» About this exercise
Please restate each entry that follows word for word.

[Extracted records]

//! Pool State
//!
//! The single-pair invariant engine: reserves, adaptive pricing parameters,
//! TWAP accumulators and protocol-fee accruals.
//!
//! Reserves are mirrors of the vault balances net of protocol-fee accruals;
//! they are mutated only by the swap/liquidity instructions. The pricing
//! parameters are mutated only through [`Pool::apply_parameters`], which is
//! reachable solely from the registry and arena paths — the pool stores
//! those two controller addresses as an explicit allow-list and the
//! instruction contexts check membership before any mutation.

use anchor_lang::prelude::*;

use crate::curve::{accumulate_price, CurveMode, MAX_FEE_BPS};

/// The adaptive constant-product pool (singleton PDA)
///
/// Seeds: ["pool"]
#[account]
#[derive(InitSpace)]
pub struct Pool {
    /// Token mints of the traded pair
    pub mint0: Pubkey,
    pub mint1: Pubkey,

    /// Vault token accounts holding the reserves (pool authority)
    pub vault0: Pubkey,
    pub vault1: Pubkey,

    /// LP share mint (pool authority)
    pub lp_mint: Pubkey,

    /// Sink account holding the permanently locked minimum liquidity
    pub lp_lock: Pubkey,

    /// Reserve mirrors, excluding protocol-fee accruals
    pub reserve0: u64,
    pub reserve1: u64,

    /// Swap fee in basis points, capped at `MAX_FEE_BPS`
    pub fee_bps: u16,

    /// Curve-mode intensity, fixed point at 10_000 (= 1.0)
    pub curve_beta: u64,

    /// Active pricing-adjustment strategy
    pub curve_mode: CurveMode,

    /// TWAP integrals, Q64.64 price-seconds, wrapping at 2^128
    pub price0_cumulative_last: u128,
    pub price1_cumulative_last: u128,

    /// Timestamp of the last TWAP accumulation
    pub last_update_ts: i64,

    /// Share of the swap fee skimmed for the protocol, basis points
    pub protocol_fee_bps: u16,

    /// Accrued protocol fees awaiting collection, per token
    pub protocol_fee_accum0: u64,
    pub protocol_fee_accum1: u64,

    /// Controller allow-list: the only callers that may change parameters.
    /// Wired once post-construction; `Pubkey::default()` until then.
    pub registry: Pubkey,
    pub arena: Pubkey,

    /// Lifetime swap count
    pub trade_count: u64,

    /// Lifetime input volume per token
    pub volume0: u128,
    pub volume1: u128,

    /// PDA bump seed
    pub bump: u8,
}

impl Pool {
    pub const SEED: &'static [u8] = b"pool";
    pub const LP_MINT_SEED: &'static [u8] = b"lp_mint";

    /// Fold elapsed time into the price integrals using the reserves as
    /// they stand, then stamp the clock. Must run before any reserve
    /// mutation in the same instruction.
    pub fn update_cumulative_prices(&mut self, now: i64) {
        if now > self.last_update_ts && self.reserve0 > 0 && self.reserve1 > 0 {
            let elapsed = (now - self.last_update_ts) as u64;
            self.price0_cumulative_last = accumulate_price(
                self.price0_cumulative_last,
                self.reserve1,
                self.reserve0,
                elapsed,
            );
            self.price1_cumulative_last = accumulate_price(
                self.price1_cumulative_last,
                self.reserve0,
                self.reserve1,
                elapsed,
            );
        }
        self.last_update_ts = now;
    }

    /// Apply a validated parameter tuple. Absolute caps only — cooldown and
    /// delta bounds are the governance layer's job and are enforced before
    /// control ever reaches here.
    pub fn apply_parameters(&mut self, fee_bps: u16, curve_beta: u64, curve_mode: u8) -> Result<CurveMode> {
        require!(fee_bps <= MAX_FEE_BPS, PoolError::FeeTooHigh);
        let mode = CurveMode::from_u8(curve_mode).ok_or(PoolError::InvalidCurveMode)?;

        self.fee_bps = fee_bps;
        self.curve_beta = curve_beta;
        self.curve_mode = mode;
        Ok(mode)
    }
}

#[error_code]
pub enum PoolError {
    #[msg("Fee exceeds the absolute cap")]
    FeeTooHigh,
    #[msg("Unknown curve mode")]
    InvalidCurveMode,
    #[msg("Caller is not an authorized parameter controller")]
    UnauthorizedController,
    #[msg("Amount must be positive")]
    ZeroAmount,
    #[msg("Pool has no liquidity")]
    EmptyReserves,
    #[msg("Output below the requested minimum")]
    InsufficientOutput,
    #[msg("Insufficient liquidity for this operation")]
    InsufficientLiquidity,
    #[msg("Protocol is paused")]
    ProtocolPaused,
    #[msg("Controllers are already wired")]
    ControllersAlreadySet,
    #[msg("Arithmetic overflow")]
    Overflow,
}

// ============================================================================
// TESTS
// ============================================================================

#[cfg(test)]
mod tests {
    use super::*;
    use crate::curve::accumulator_delta;

    fn pool() -> Pool {
        Pool {
            mint0: Pubkey::default(),
            mint1: Pubkey::default(),
            vault0: Pubkey::default(),
            vault1: Pubkey::default(),
            lp_mint: Pubkey::default(),
            lp_lock: Pubkey::default(),
            reserve0: 1_000_000,
            reserve1: 4_000_000,
            fee_bps: 30,
            curve_beta: 10_000,
            curve_mode: CurveMode::Normal,
            price0_cumulative_last: 0,
            price1_cumulative_last: 0,
            last_update_ts: 100,
            protocol_fee_bps: 0,
            protocol_fee_accum0: 0,
            protocol_fee_accum1: 0,
            registry: Pubkey::default(),
            arena: Pubkey::default(),
            trade_count: 0,
            volume0: 0,
            volume1: 0,
            bump: 255,
        }
    }

    #[test]
    fn twap_accumulates_prior_reserves_over_elapsed_time() {
        let mut p = pool();
        p.update_cumulative_prices(160);

        // price0 = reserve1/reserve0 = 4.0 over 60s
        assert_eq!(p.price0_cumulative_last, (4u128 << 64) * 60);
        // price1 = 0.25 over 60s
        assert_eq!(p.price1_cumulative_last, (1u128 << 64) / 4 * 60);
        assert_eq!(p.last_update_ts, 160);
    }

    #[test]
    fn twap_is_nondecreasing_for_increasing_timestamps() {
        let mut p = pool();
        let mut prev = p.price0_cumulative_last;
        for now in [101, 150, 151, 3_600, 86_400] {
            p.update_cumulative_prices(now);
            assert!(accumulator_delta(prev, p.price0_cumulative_last) < u128::MAX / 2);
            assert!(p.price0_cumulative_last >= prev);
            prev = p.price0_cumulative_last;
        }
    }

    #[test]
    fn twap_skips_when_clock_has_not_moved() {
        let mut p = pool();
        p.update_cumulative_prices(100);
        assert_eq!(p.price0_cumulative_last, 0);
    }

    #[test]
    fn apply_parameters_enforces_absolute_caps() {
        let mut p = pool();
        assert!(p.apply_parameters(501, 0, 0).is_err());
        assert!(p.apply_parameters(100, 0, 3).is_err());

        let mode = p.apply_parameters(500, 25_000, 1).unwrap();
        assert_eq!(mode, CurveMode::Defensive);
        assert_eq!(p.fee_bps, 500);
        assert_eq!(p.curve_beta, 25_000);
    }
}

» Answer
//! Pool State
//!
//! The single-pair invariant engine: reserves, adaptive pricing parameters,
//! TWAP accumulators and protocol-fee accruals.
//!
//! Reserves are mirrors of the vault balances net of protocol-fee accruals;
//! they are mutated only by the swap/liquidity instructions. The pricing
//! parameters are mutated only through [`Pool::apply_parameters`], which is
//! reachable solely from the registry and arena paths — the pool stores
//! those two controller addresses as an explicit allow-list and the
//! instruction contexts check membership before any mutation.

use anchor_lang::prelude::*;

use crate::curve::{accumulate_price, CurveMode, MAX_FEE_BPS};

/// The adaptive constant-product pool (singleton PDA)
///
/// Seeds: ["pool"]
#[account]
#[derive(InitSpace)]
pub struct Pool {
    /// Token mints of the traded pair
    pub mint0: Pubkey,
    pub mint1: Pubkey,

    /// Vault token accounts holding the reserves (pool authority)
    pub vault0: Pubkey,
    pub vault1: Pubkey,

    /// LP share mint (pool authority)
    pub lp_mint: Pubkey,

    /// Sink account holding the permanently locked minimum liquidity
    pub lp_lock: Pubkey,

    /// Reserve mirrors, excluding protocol-fee accruals
    pub reserve0: u64,
    pub reserve1: u64,

    /// Swap fee in basis points, capped at `MAX_FEE_BPS`
    pub fee_bps: u16,

    /// Curve-mode intensity, fixed point at 10_000 (= 1.0)
    pub curve_beta: u64,

    /// Active pricing-adjustment strategy
    pub curve_mode: CurveMode,

    /// TWAP integrals, Q64.64 price-seconds, wrapping at 2^128
    pub price0_cumulative_last: u128,
    pub price1_cumulative_last: u128,

    /// Timestamp of the last TWAP accumulation
    pub last_update_ts: i64,

    /// Share of the swap fee skimmed for the protocol, basis points
    pub protocol_fee_bps: u16,

    /// Accrued protocol fees awaiting collection, per token
    pub protocol_fee_accum0: u64,
    pub protocol_fee_accum1: u64,

    /// Controller allow-list: the only callers that may change parameters.
    /// Wired once post-construction; `Pubkey::default()` until then.
    pub registry: Pubkey,
    pub arena: Pubkey,

    /// Lifetime swap count
    pub trade_count: u64,

    /// Lifetime input volume per token
    pub volume0: u128,
    pub volume1: u128,

    /// PDA bump seed
    pub bump: u8,
}

impl Pool {
    pub const SEED: &'static [u8] = b"pool";
    pub const LP_MINT_SEED: &'static [u8] = b"lp_mint";

    /// Fold elapsed time into the price integrals using the reserves as
    /// they stand, then stamp the clock. Must run before any reserve
    /// mutation in the same instruction.
    pub fn update_cumulative_prices(&mut self, now: i64) {
        if now > self.last_update_ts && self.reserve0 > 0 && self.reserve1 > 0 {
            let elapsed = (now - self.last_update_ts) as u64;
            self.price0_cumulative_last = accumulate_price(
                self.price0_cumulative_last,
                self.reserve1,
                self.reserve0,
                elapsed,
            );
            self.price1_cumulative_last = accumulate_price(
                self.price1_cumulative_last,
                self.reserve0,
                self.reserve1,
                elapsed,
            );
        }
        self.last_update_ts = now;
    }

    /// Apply a validated parameter tuple. Absolute caps only — cooldown and
    /// delta bounds are the governance layer's job and are enforced before
    /// control ever reaches here.
    pub fn apply_parameters(&mut self, fee_bps: u16, curve_beta: u64, curve_mode: u8) -> Result<CurveMode> {
        require!(fee_bps <= MAX_FEE_BPS, PoolError::FeeTooHigh);
        let mode = CurveMode::from_u8(curve_mode).ok_or(PoolError::InvalidCurveMode)?;

        self.fee_bps = fee_bps;
        self.curve_beta = curve_beta;
        self.curve_mode = mode;
        Ok(mode)
    }
}

#[error_code]
pub enum PoolError {
    #[msg("Fee exceeds the absolute cap")]
    FeeTooHigh,
    #[msg("Unknown curve mode")]
    InvalidCurveMode,
    #[msg("Caller is not an authorized parameter controller")]
    UnauthorizedController,
    #[msg("Amount must be positive")]
    ZeroAmount,
    #[msg("Pool has no liquidity")]
    EmptyReserves,
    #[msg("Output below the requested minimum")]
    InsufficientOutput,
    #[msg("Insufficient liquidity for this operation")]
    InsufficientLiquidity,
    #[msg("Protocol is paused")]
    ProtocolPaused,
    #[msg("Controllers are already wired")]
    ControllersAlreadySet,
    #[msg("Arithmetic overflow")]
    Overflow,
}

// ============================================================================
// TESTS
// ============================================================================

#[cfg(test)]
mod tests {
    use super::*;
    use crate::curve::accumulator_delta;

    fn pool() -> Pool {
        Pool {
            mint0: Pubkey::default(),
            mint1: Pubkey::default(),
            vault0: Pubkey::default(),
            vault1: Pubkey::default(),
            lp_mint: Pubkey::default(),
            lp_lock: Pubkey::default(),
            reserve0: 1_000_000,
            reserve1: 4_000_000,
            fee_bps: 30,
            curve_beta: 10_000,
            curve_mode: CurveMode::Normal,
            price0_cumulative_last: 0,
            price1_cumulative_last: 0,
            last_update_ts: 100,
            protocol_fee_bps: 0,
            protocol_fee_accum0: 0,
            protocol_fee_accum1: 0,
            registry: Pubkey::default(),
            arena: Pubkey::default(),
            trade_count: 0,
            volume0: 0,
            volume1: 0,
            bump: 255,
        }
    }

    #[test]
    fn twap_accumulates_prior_reserves_over_elapsed_time() {
        let mut p = pool();
        p.update_cumulative_prices(160);

        // price0 = reserve1/reserve0 = 4.0 over 60s
        assert_eq!(p.price0_cumulative_last, (4u128 << 64) * 60);
        // price1 = 0.25 over 60s
        assert_eq!(p.price1_cumulative_last, (1u128 << 64) / 4 * 60);
        assert_eq!(p.last_update_ts, 160);
    }

    #[test]
    fn twap_is_nondecreasing_for_increasing_timestamps() {
        let mut p = pool();
        let mut prev = p.price0_cumulative_last;
        for now in [101, 150, 151, 3_600, 86_400] {
            p.update_cumulative_prices(now);
            assert!(accumulator_delta(prev, p.price0_cumulative_last) < u128::MAX / 2);
            assert!(p.price0_cumulative_last >= prev);
            prev = p.price0_cumulative_last;
        }
    }

    #[test]
    fn twap_skips_when_clock_has_not_moved() {
        let mut p = pool();
        p.update_cumulative_prices(100);
        assert_eq!(p.price0_cumulative_last, 0);
    }

    #[test]
    fn apply_parameters_enforces_absolute_caps() {
        let mut p = pool();
        assert!(p.apply_parameters(501, 0, 0).is_err());
        assert!(p.apply_parameters(100, 0, 3).is_err());

        let mode = p.apply_parameters(500, 25_000, 1).unwrap();
        assert_eq!(mode, CurveMode::Defensive);
        assert_eq!(p.fee_bps, 500);
        assert_eq!(p.curve_beta, 25_000);
    }
}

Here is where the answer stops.